Un week-end du mois dernier, un millier de membres du PS, y compris plusieurs ministres et dirigeants du parti, se sont réunis à Paris pour débattre du Front National, mouvement d’extrême-droite dont on s’attend selon de récents sondages à voir croître le poids électoral de manière significative. L’objectif était d’arriver à comprendre en profondeur le phénomène du Front National et ses vastes dimensions historiques et culturelles, et de forger les instruments de la lutte contre le chauvinisme et le racisme.

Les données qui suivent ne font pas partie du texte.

//! Notification center
//!
//! Each notification carries one read flag and moves freely between the
//! two states:
//!
//! ```text
//!   Unread <──── mark_as_unread ────┐
//!     │                             │
//!     └── mark_as_read / open ──> Read
//!
//!   (any) ── delete ──> removed (terminal)
//! ```
//!
//! `mark_all_as_read` flips every unread notification in a single pass, and
//! `open` marks a notification read before handing it to the caller.

use pitwatch_core::filter::is_recent_label;
use pitwatch_core::{filter_records_by, FieldFilters, Record, SearchQuery};
use serde::{Deserialize, Serialize};
use std::borrow::Cow;
use std::fmt;
use std::str::FromStr;

use crate::error::{DomainError, Result};
use crate::store::{Entity, EntityStore, InMemoryStore};

/// Fields searched by the notifications view.
pub const NOTIFICATION_SEARCH_FIELDS: &[&str] = &["title", "message"];

#[derive(Debug, Clone, Copy, PartialEq, Eq, Hash, Serialize, Deserialize)]
#[serde(rename_all = "lowercase")]
pub enum Priority {
    High,
    Medium,
    Low,
}

impl Priority {
    pub fn as_str(&self) -> &'static str {
        match self {
            Priority::High => "high",
            Priority::Medium => "medium",
            Priority::Low => "low",
        }
    }
}

impl fmt::Display for Priority {
    fn fmt(&self, f: &mut fmt::Formatter<'_>) -> fmt::Result {
        f.write_str(self.as_str())
    }
}

/// Button style for a notification action
#[derive(Debug, Clone, Copy, Default, PartialEq, Eq, Serialize, Deserialize)]
#[serde(rename_all = "lowercase")]
pub enum ActionVariant {
    #[default]
    Default,
    Outline,
}

#[derive(Debug, Clone, PartialEq, Eq, Serialize, Deserialize)]
pub struct NotificationAction {
    pub label: String,
    pub variant: ActionVariant,
}

impl NotificationAction {
    pub fn primary(label: impl Into<String>) -> Self {
        Self {
            label: label.into(),
            variant: ActionVariant::Default,
        }
    }

    pub fn outline(label: impl Into<String>) -> Self {
        Self {
            label: label.into(),
            variant: ActionVariant::Outline,
        }
    }
}

#[derive(Debug, Clone, PartialEq, Eq, Serialize, Deserialize)]
#[serde(rename_all = "camelCase")]
pub struct Notification {
    pub id: u32,
    /// Free-form category tag, used for tab filtering
    #[serde(rename = "type")]
    pub kind: String,
    pub title: String,
    pub message: String,
    /// Relative time label such as "15 minutes ago"
    pub timestamp: String,
    pub read: bool,
    /// Icon key, resolved by [`crate::presentation::NotificationIcon::from_key`]
    pub icon: String,
    /// Palette key, resolved by [`crate::presentation::Palette::from_key`]
    pub color: String,
    #[serde(default, skip_serializing_if = "Option::is_none")]
    pub avatar: Option<String>,
    #[serde(default, skip_serializing_if = "Option::is_none")]
    pub user: Option<String>,
    #[serde(default, skip_serializing_if = "Option::is_none")]
    pub details: Option<String>,
    #[serde(default, skip_serializing_if = "Option::is_none")]
    pub priority: Option<Priority>,
    #[serde(default, skip_serializing_if = "Option::is_none")]
    pub category: Option<String>,
    #[serde(default, skip_serializing_if = "Vec::is_empty")]
    pub actions: Vec<NotificationAction>,
}

impl Notification {
    pub fn is_today(&self) -> bool {
        is_recent_label(&self.timestamp)
    }
}

#[derive(Debug, Clone, Default, PartialEq, Eq, Serialize, Deserialize)]
#[serde(rename_all = "camelCase")]
pub struct NotificationPatch {
    pub title: Option<String>,
    pub message: Option<String>,
    pub timestamp: Option<String>,
    pub read: Option<bool>,
    pub details: Option<String>,
    pub priority: Option<Priority>,
    pub category: Option<String>,
}

impl Entity for Notification {
    type Id = u32;
    type Patch = NotificationPatch;
    const KIND: &'static str = "notification";

    fn id(&self) -> &u32 {
        &self.id
    }

    fn apply_patch(&mut self, patch: NotificationPatch) {
        if let Some(title) = patch.title {
            self.title = title;
        }
        if let Some(message) = patch.message {
            self.message = message;
        }
        if let Some(timestamp) = patch.timestamp {
            self.timestamp = timestamp;
        }
        if let Some(read) = patch.read {
            self.read = read;
        }
        if patch.details.is_some() {
            self.details = patch.details;
        }
        if patch.priority.is_some() {
            self.priority = patch.priority;
        }
        if patch.category.is_some() {
            self.category = patch.category;
        }
    }
}

impl Record for Notification {
    fn field(&self, name: &str) -> Option<Cow<'_, str>> {
        match name {
            "id" => Some(Cow::Owned(self.id.to_string())),
            "type" => Some(Cow::Borrowed(&self.kind)),
            "title" => Some(Cow::Borrowed(&self.title)),
            "message" => Some(Cow::Borrowed(&self.message)),
            "timestamp" => Some(Cow::Borrowed(&self.timestamp)),
            "priority" => self.priority.map(|p| Cow::Borrowed(p.as_str())),
            "category" => self.category.as_deref().map(Cow::Borrowed),
            "user" => self.user.as_deref().map(Cow::Borrowed),
            _ => None,
        }
    }
}

/// Category tab of the notifications view
#[derive(Debug, Clone, Default, PartialEq, Eq)]
pub enum NotificationTab {
    #[default]
    All,
    Unread,
    /// Relative-time heuristic, see [`pitwatch_core::filter::RECENCY_MARKERS`]
    Today,
    /// Exact match on the notification type
    Type(String),
}

impl NotificationTab {
    pub fn matches(&self, notification: &Notification) -> bool {
        match self {
            NotificationTab::All => true,
            NotificationTab::Unread => !notification.read,
            NotificationTab::Today => notification.is_today(),
            NotificationTab::Type(kind) => notification.kind == *kind,
        }
    }
}

impl FromStr for NotificationTab {
    type Err = std::convert::Infallible;

    fn from_str(s: &str) -> std::result::Result<Self, Self::Err> {
        Ok(match s {
            "" | "all" => NotificationTab::All,
            "unread" => NotificationTab::Unread,
            "today" => NotificationTab::Today,
            other => NotificationTab::Type(other.to_string()),
        })
    }
}

impl fmt::Display for NotificationTab {
    fn fmt(&self, f: &mut fmt::Formatter<'_>) -> fmt::Result {
        match self {
            NotificationTab::All => f.write_str("all"),
            NotificationTab::Unread => f.write_str("unread"),
            NotificationTab::Today => f.write_str("today"),
            NotificationTab::Type(kind) => f.write_str(kind),
        }
    }
}

/// Notification collection and its read/unread lifecycle
#[derive(Debug, Clone)]
pub struct NotificationCenter<S = InMemoryStore<Notification>> {
    store: S,
}

impl NotificationCenter<InMemoryStore<Notification>> {
    pub fn with_notifications(notifications: Vec<Notification>) -> Self {
        Self::new(InMemoryStore::with_records(notifications))
    }
}

impl<S: EntityStore<Notification>> NotificationCenter<S> {
    pub fn new(store: S) -> Self {
        Self { store }
    }

    pub fn all(&self) -> &[Notification] {
        self.store.all()
    }

    pub fn len(&self) -> usize {
        self.store.len()
    }

    pub fn is_empty(&self) -> bool {
        self.store.is_empty()
    }

    pub fn get(&self, id: u32) -> Option<&Notification> {
        self.store.find(&id)
    }

    /// Detail lookup. Marks the notification read first, then returns it.
    pub fn open(&mut self, id: u32) -> Result<&Notification> {
        self.mark_as_read(id);
        self.store
            .find(&id)
            .ok_or_else(|| DomainError::not_found(Notification::KIND, id))
    }

    pub fn update(&mut self, id: u32, patch: NotificationPatch) -> bool {
        self.store.update(&id, patch)
    }

    pub fn mark_as_read(&mut self, id: u32) -> bool {
        self.set_read(id, true)
    }

    pub fn mark_as_unread(&mut self, id: u32) -> bool {
        self.set_read(id, false)
    }

    fn set_read(&mut self, id: u32, read: bool) -> bool {
        let found = self.store.modify(&id, |n| n.read = read);
        if found {
            tracing::debug!(notification_id = id, read, "read state set");
        }
        found
    }

    /// Mark every notification read. Returns how many changed; a second
    /// call returns 0.
    pub fn mark_all_as_read(&mut self) -> usize {
        let mut changed = 0;
        self.store.modify_all(|n| {
            if !n.read {
                n.read = true;
                changed += 1;
            }
        });
        tracing::info!(changed, "marked all notifications read");
        changed
    }

    /// Permanently remove a notification. Idempotent.
    pub fn delete(&mut self, id: u32) -> bool {
        let removed = self.store.remove(&id);
        if removed {
            tracing::info!(notification_id = id, "notification deleted");
        }
        removed
    }

    pub fn unread_count(&self) -> usize {
        self.store.all().iter().filter(|n| !n.read).count()
    }

    pub fn today_count(&self) -> usize {
        self.store.all().iter().filter(|n| n.is_today()).count()
    }

    /// Visible subset for the search box and the selected tab
    pub fn visible(&self, search: &str, tab: &NotificationTab) -> Vec<&Notification> {
        let query = SearchQuery::new(search, NOTIFICATION_SEARCH_FIELDS);
        filter_records_by(self.store.all(), &query, &FieldFilters::new(), |n| {
            tab.matches(n)
        })
    }
}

À la lumière des événements actuels, une chose toute simple demande à être comprise : la droite xénophobe, raciste, fait partie intégrante de la culture européenne et constitue un élément solide du nationalisme ethnique et culturel du continent. Qui plus est, il nous appartient de comprendre que l’émergence de la droite xénophobe et raciste au XXe siècle ne fut pas seulement la conséquence de la Première Guerre mondiale et des crises qui éclatèrent dans son sillage. Nombreux sont ceux qui se posent maintenant cette inquiétante question : sommes-nous témoins d’un retour aux années trente ?
Un Israélien participant à cette conférence ne pouvait s’empêcher ni de comparer la situation en Europe avec ce qui advient aujourd’hui en Israël, ni de se souvenir que la dernière fois où la gauche israélienne tint semblable débat, ce fut dans la période immédiatement consécutive à la débâcle des élections de 1977. La gauche israélienne bannit l’idéologie ; elle se raccroche à un “pragmatisme”, qui n’est qu’un opportunisme crasse – espérant prouver, en faisant preuve de souplesse, qu’elle est apte à gouverner. Segundo, faute de s’opposer avec vigueur à la perception ethnique, religieuse et messianique du fait national défendue par la droite, l’establishment de gauche que représente le parti travailliste collabore de facto avec la droite.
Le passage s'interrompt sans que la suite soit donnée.